SB 2404 was developed with the leadership of Senate President John Cullerton, who brought to the table We Are One Illinois, the coalition of unions that represent more than 1 million public employees and retirees statewide.
The bill was passed by an overwhelming bipartisan majority in the Illinois Senate. Forty senators -- more than two-thirds of the chamber, including Republicans from the Chicago suburbs, Champaign and Springfield together with nearly all Democrats -- voted to approve it.
There are very good reasons why SB 2404 has support from legislators of both parties and every part of the state, as well as the endorsement of the union coalition.
First, the bill correctly diagnoses the problem and ensures it can never happen again. Because the pension debt was caused by politicians who for decades skipped or shorted payments to the retirement systems, SB 2404 includes an ironclad guarantee to prevent future misuse of funds.
Second, to ease future pressures on the state budget, it dedicates revenue specifically to retire the pension debt through the creation of a Pension Stabilization Fund.
Third, it saves taxpayers $46 billion that won't have to be paid to the retirement systems in the coming years.
And last but not least, it achieves its $46 billion in savings in a way that is fair to the public servants whose retirement depends on their modest pension. It asks every public employee and retiree to share in the sacrifice, such as by setting aside 2 percent more from every paycheck, delaying by two or three years the cost-of-living adjustment that ensures their retirement income will keep pace with inflation, or opting out of the retiree health insurance program.
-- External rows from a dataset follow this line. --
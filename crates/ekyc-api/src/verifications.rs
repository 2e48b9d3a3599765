//! Handler for the caller-facing verification operation.
//!
//! | Method | Path | Notes |
//! |--------|------|-------|
//! | `POST` | `/verifications` | Body: base64 `document_image`, `selfie_image`, optional `allow_fallback`; caller from `x-subject-id` |
//!
//! The run is detached from the request: if the client goes away the pipeline
//! still finishes and writes its audit record.

use axum::{
  Json,
  extract::State,
  http::HeaderMap,
};
use base64::{Engine as _, engine::general_purpose::STANDARD as B64};
use bytes::Bytes;
use ekyc_core::{
  extract::ExtractOptions,
  pipeline::{
    Degradation, VerificationOutcome, VerificationReport, VerificationRequest,
    VerificationService,
  },
  store::RecordStore,
};
use serde::{Deserialize, Serialize};
use uuid::Uuid;

use crate::{ApiState, error::ApiError};

/// Header carrying the authenticated caller, set by the gateway in front of
/// this service.
pub const SUBJECT_HEADER: &str = "x-subject-id";

#[derive(Debug, Deserialize)]
pub struct VerifyBody {
  pub document_image: String,
  pub selfie_image:   String,
  #[serde(default)]
  pub allow_fallback: bool,
}

#[derive(Debug, Serialize)]
#[serde(rename_all = "snake_case")]
pub enum OutcomeKind {
  Verified,
  Degraded,
}

#[derive(Debug, Serialize)]
pub struct VerifyResponse {
  pub outcome:      OutcomeKind,
  #[serde(flatten)]
  pub report:       VerificationReport,
  pub degradations: Vec<Degradation>,
}

impl From<VerificationOutcome> for VerifyResponse {
  fn from(outcome: VerificationOutcome) -> Self {
    match outcome {
      VerificationOutcome::Verified(report) => Self {
        outcome: OutcomeKind::Verified,
        report,
        degradations: Vec::new(),
      },
      VerificationOutcome::Degraded { report, degradations } => Self {
        outcome: OutcomeKind::Degraded,
        report,
        degradations,
      },
    }
  }
}

/// `POST /verifications`
pub async fn create<V, S>(
  State(state): State<ApiState<V, S>>,
  headers: HeaderMap,
  Json(body): Json<VerifyBody>,
) -> Result<Json<VerifyResponse>, ApiError>
where
  V: VerificationService + 'static,
  S: RecordStore + 'static,
{
  let subject_user_id = subject_from(&headers)?;
  let request = VerificationRequest {
    document_image: decode_image("document_image", &body.document_image)?,
    selfie_image: decode_image("selfie_image", &body.selfie_image)?,
    subject_user_id,
    options: ExtractOptions { allow_fallback: body.allow_fallback },
  };

  let service = state.service.clone();
  let outcome = tokio::spawn(async move { service.verify(request).await })
    .await
    .map_err(|e| ApiError::Internal(format!("verification task failed: {e}")))??;

  Ok(Json(outcome.into()))
}

fn subject_from(headers: &HeaderMap) -> Result<Uuid, ApiError> {
  let value = headers
    .get(SUBJECT_HEADER)
    .ok_or_else(|| ApiError::Unauthorized(format!("missing {SUBJECT_HEADER} header")))?;
  value
    .to_str()
    .ok()
    .and_then(|s| Uuid::parse_str(s.trim()).ok())
    .ok_or_else(|| ApiError::BadRequest(format!("{SUBJECT_HEADER} is not a UUID")))
}

fn decode_image(name: &str, encoded: &str) -> Result<Bytes, ApiError> {
  let bytes = B64
    .decode(encoded.trim())
    .map_err(|e| ApiError::BadRequest(format!("{name} is not valid base64: {e}")))?;
  if bytes.is_empty() {
    return Err(ApiError::BadRequest(format!("{name} is empty")));
  }
  Ok(Bytes::from(bytes))
}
These compromises were extremely difficult for our union coalition to make. But public employees are problem solvers by trade -- the teachers, first responders, caregivers and protectors we all turn to in times of need, those who rush to help when others flee. We have always said we want to help solve the pension problem, but we can't do it alone. By rejecting the extreme approach of drastic unilateral cuts, and by allowing each person to make the choice that's best for themselves and their family, SB 2404 is responsible, constitutional and fair.
The process that produced this fair pension solution was complex. The compromise is a fragile one. So as SB 2404 now goes to the House of Representatives, lawmakers should not tinker and make changes to the fair pension bill passed by the Senate. Instead, the House should join in passing--and Governor Quinn should quickly sign -- this bipartisan, shared solution and move Illinois forward without delay.